START Supplied material

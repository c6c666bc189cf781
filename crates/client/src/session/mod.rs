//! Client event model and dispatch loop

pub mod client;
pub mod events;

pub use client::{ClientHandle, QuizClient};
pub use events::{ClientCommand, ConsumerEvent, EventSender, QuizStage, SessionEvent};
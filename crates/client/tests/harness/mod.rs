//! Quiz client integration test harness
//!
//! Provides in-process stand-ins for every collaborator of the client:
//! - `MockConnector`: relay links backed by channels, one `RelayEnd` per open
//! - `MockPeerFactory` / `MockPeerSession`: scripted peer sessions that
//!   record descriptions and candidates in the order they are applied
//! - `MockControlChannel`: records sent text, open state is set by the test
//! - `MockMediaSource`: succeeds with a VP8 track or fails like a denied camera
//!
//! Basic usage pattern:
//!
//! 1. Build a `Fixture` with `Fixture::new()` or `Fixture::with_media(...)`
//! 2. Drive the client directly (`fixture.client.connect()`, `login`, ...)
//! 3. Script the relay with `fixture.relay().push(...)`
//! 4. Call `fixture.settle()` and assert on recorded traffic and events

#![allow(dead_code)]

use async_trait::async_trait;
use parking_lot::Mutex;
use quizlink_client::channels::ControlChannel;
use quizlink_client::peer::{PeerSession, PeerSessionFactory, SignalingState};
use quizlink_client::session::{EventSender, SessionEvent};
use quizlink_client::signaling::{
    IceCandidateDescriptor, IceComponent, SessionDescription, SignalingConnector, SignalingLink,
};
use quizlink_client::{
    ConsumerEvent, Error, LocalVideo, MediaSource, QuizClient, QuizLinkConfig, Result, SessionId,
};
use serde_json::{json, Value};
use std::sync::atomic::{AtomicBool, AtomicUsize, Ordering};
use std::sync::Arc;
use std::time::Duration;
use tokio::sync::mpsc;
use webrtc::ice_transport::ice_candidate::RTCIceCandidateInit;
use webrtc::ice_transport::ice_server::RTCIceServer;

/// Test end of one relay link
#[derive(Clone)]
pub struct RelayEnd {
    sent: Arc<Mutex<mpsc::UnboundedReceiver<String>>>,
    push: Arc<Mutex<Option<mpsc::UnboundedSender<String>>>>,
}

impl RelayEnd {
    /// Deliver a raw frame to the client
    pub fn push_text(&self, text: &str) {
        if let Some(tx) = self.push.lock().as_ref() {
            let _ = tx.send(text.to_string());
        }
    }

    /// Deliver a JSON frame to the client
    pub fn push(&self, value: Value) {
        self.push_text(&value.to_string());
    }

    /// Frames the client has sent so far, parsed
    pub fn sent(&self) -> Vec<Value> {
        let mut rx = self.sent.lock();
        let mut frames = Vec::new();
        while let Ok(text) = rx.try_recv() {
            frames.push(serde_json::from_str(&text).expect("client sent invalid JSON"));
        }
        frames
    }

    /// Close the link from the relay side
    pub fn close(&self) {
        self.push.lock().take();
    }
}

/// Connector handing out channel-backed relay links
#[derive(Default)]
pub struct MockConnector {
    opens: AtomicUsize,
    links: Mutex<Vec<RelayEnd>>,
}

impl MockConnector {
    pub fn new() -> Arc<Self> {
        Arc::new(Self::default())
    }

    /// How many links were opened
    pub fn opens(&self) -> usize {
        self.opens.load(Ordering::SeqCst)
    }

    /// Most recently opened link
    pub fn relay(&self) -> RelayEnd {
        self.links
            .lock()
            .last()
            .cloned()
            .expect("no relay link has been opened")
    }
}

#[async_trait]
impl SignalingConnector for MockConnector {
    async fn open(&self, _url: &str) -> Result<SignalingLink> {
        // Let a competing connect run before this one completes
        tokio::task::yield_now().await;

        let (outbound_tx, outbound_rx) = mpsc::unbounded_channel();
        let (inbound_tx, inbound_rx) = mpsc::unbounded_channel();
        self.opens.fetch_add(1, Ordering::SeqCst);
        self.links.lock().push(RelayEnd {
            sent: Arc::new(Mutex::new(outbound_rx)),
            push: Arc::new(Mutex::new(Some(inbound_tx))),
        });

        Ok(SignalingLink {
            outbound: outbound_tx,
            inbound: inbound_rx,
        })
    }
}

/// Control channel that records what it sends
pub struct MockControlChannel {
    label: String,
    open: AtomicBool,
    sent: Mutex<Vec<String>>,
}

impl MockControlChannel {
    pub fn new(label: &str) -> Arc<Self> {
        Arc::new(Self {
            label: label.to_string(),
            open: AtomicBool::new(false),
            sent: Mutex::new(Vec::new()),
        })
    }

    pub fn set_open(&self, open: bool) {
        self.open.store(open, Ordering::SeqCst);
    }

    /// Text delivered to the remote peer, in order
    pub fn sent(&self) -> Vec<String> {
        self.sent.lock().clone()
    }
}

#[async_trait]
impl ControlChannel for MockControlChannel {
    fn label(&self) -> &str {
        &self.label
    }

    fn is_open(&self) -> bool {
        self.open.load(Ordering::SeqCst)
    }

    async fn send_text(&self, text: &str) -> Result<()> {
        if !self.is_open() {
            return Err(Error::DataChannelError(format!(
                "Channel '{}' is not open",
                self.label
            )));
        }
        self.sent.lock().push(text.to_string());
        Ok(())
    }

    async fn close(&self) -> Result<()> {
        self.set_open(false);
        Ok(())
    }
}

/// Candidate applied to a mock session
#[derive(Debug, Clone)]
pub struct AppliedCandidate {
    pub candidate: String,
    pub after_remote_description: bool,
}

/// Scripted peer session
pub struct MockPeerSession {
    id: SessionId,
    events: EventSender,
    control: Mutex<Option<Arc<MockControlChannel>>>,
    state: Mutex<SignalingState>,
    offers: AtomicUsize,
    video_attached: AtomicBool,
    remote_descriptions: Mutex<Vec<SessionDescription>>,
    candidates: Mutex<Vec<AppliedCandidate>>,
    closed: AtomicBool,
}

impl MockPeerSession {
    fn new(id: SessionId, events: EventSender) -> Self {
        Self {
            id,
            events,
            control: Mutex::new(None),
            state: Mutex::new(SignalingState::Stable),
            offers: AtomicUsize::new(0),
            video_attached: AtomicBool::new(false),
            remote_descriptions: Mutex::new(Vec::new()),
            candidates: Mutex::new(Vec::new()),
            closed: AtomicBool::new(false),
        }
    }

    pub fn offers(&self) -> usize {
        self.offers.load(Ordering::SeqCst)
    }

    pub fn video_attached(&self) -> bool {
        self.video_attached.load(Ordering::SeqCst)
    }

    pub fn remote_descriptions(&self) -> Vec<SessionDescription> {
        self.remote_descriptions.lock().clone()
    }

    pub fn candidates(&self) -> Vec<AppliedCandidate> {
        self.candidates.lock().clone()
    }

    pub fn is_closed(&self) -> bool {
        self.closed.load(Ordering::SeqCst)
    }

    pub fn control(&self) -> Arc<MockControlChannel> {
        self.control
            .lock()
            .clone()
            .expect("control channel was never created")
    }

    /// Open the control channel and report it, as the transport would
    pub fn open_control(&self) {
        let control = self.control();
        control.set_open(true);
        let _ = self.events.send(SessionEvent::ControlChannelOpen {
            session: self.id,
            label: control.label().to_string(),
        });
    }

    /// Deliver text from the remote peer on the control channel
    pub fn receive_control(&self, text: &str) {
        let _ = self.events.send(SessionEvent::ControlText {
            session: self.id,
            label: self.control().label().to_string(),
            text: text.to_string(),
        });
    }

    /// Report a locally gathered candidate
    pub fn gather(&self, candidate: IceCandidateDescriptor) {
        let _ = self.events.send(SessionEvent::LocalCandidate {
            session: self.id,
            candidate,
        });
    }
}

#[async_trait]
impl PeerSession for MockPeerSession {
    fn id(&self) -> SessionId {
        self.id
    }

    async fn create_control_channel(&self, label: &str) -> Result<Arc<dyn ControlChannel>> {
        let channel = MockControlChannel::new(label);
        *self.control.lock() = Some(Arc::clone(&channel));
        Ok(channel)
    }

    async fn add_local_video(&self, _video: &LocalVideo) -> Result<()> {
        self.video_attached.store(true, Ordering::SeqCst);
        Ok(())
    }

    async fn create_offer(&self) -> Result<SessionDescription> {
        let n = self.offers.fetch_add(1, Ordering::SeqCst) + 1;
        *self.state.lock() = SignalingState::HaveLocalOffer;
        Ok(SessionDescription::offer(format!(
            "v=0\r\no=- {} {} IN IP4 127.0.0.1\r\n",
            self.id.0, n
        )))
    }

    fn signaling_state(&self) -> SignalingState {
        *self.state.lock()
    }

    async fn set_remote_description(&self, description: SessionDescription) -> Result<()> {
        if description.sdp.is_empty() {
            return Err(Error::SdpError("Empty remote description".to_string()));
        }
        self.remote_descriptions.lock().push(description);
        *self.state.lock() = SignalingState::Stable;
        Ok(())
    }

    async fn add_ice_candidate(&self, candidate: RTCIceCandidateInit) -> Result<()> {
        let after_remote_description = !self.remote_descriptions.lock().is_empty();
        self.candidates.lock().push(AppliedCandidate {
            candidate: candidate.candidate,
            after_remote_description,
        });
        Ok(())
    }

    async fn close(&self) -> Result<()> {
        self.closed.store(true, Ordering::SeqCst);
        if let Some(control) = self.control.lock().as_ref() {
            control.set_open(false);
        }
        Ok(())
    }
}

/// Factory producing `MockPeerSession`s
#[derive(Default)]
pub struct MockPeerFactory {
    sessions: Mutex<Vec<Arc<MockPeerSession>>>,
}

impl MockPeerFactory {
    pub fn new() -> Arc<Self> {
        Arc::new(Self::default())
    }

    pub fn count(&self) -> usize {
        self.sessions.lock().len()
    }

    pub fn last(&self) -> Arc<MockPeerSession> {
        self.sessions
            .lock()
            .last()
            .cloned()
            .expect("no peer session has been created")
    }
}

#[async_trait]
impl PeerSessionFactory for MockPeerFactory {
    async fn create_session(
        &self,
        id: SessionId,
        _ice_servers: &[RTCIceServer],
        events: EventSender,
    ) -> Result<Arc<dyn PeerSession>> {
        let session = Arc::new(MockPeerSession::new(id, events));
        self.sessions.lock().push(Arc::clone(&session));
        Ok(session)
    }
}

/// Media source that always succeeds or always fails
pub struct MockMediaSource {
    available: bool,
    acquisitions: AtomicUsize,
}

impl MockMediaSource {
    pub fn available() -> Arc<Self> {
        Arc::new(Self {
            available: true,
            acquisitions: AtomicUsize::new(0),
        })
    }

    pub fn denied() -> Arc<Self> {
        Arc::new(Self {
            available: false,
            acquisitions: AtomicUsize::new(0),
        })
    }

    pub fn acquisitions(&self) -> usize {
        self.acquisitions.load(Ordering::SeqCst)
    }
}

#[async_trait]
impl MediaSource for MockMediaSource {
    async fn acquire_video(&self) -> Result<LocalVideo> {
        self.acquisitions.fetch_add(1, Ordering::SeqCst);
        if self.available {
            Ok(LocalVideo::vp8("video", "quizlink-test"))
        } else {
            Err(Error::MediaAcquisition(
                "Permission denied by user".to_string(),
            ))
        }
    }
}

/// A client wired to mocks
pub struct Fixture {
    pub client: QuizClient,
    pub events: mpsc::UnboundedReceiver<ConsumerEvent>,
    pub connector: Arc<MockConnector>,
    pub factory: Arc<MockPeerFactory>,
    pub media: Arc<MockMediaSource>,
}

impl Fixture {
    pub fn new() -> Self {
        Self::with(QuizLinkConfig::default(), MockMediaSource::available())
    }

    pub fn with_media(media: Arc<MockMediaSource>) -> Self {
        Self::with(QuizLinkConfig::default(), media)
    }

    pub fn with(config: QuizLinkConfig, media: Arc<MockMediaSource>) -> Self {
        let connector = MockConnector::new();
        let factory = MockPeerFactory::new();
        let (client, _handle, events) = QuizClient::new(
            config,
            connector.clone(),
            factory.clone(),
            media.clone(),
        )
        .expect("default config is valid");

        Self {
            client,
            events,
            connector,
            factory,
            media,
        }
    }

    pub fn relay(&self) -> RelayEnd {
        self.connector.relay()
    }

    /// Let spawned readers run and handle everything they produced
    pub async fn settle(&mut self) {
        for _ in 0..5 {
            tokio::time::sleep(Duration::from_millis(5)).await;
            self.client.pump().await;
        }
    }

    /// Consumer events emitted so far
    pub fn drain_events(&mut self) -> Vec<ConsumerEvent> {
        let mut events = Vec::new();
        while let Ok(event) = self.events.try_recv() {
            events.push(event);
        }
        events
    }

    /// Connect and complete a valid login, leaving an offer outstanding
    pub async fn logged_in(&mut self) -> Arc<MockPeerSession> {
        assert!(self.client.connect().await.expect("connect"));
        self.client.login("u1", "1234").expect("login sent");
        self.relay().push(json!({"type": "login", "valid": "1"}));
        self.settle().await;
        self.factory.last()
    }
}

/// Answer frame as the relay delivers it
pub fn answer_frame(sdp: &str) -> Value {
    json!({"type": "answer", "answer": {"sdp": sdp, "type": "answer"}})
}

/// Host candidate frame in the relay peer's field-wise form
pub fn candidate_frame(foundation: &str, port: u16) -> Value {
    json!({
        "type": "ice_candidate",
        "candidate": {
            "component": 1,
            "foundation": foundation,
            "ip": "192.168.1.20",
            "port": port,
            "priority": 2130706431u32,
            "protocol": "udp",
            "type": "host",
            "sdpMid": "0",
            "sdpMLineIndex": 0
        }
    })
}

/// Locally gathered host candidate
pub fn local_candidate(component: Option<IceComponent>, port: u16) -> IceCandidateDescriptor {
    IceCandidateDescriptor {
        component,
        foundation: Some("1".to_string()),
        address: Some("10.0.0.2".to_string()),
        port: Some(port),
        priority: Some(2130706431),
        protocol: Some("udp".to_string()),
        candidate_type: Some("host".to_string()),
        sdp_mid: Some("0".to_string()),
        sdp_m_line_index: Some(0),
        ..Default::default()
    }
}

END Supplied material

● **Task statement**: Copy all lines above where "assert" is present.

● **Solution to this problem**:
//! 4. Call `fixture.settle()` and assert on recorded traffic and events
        assert!(self.client.connect().await.expect("connect"));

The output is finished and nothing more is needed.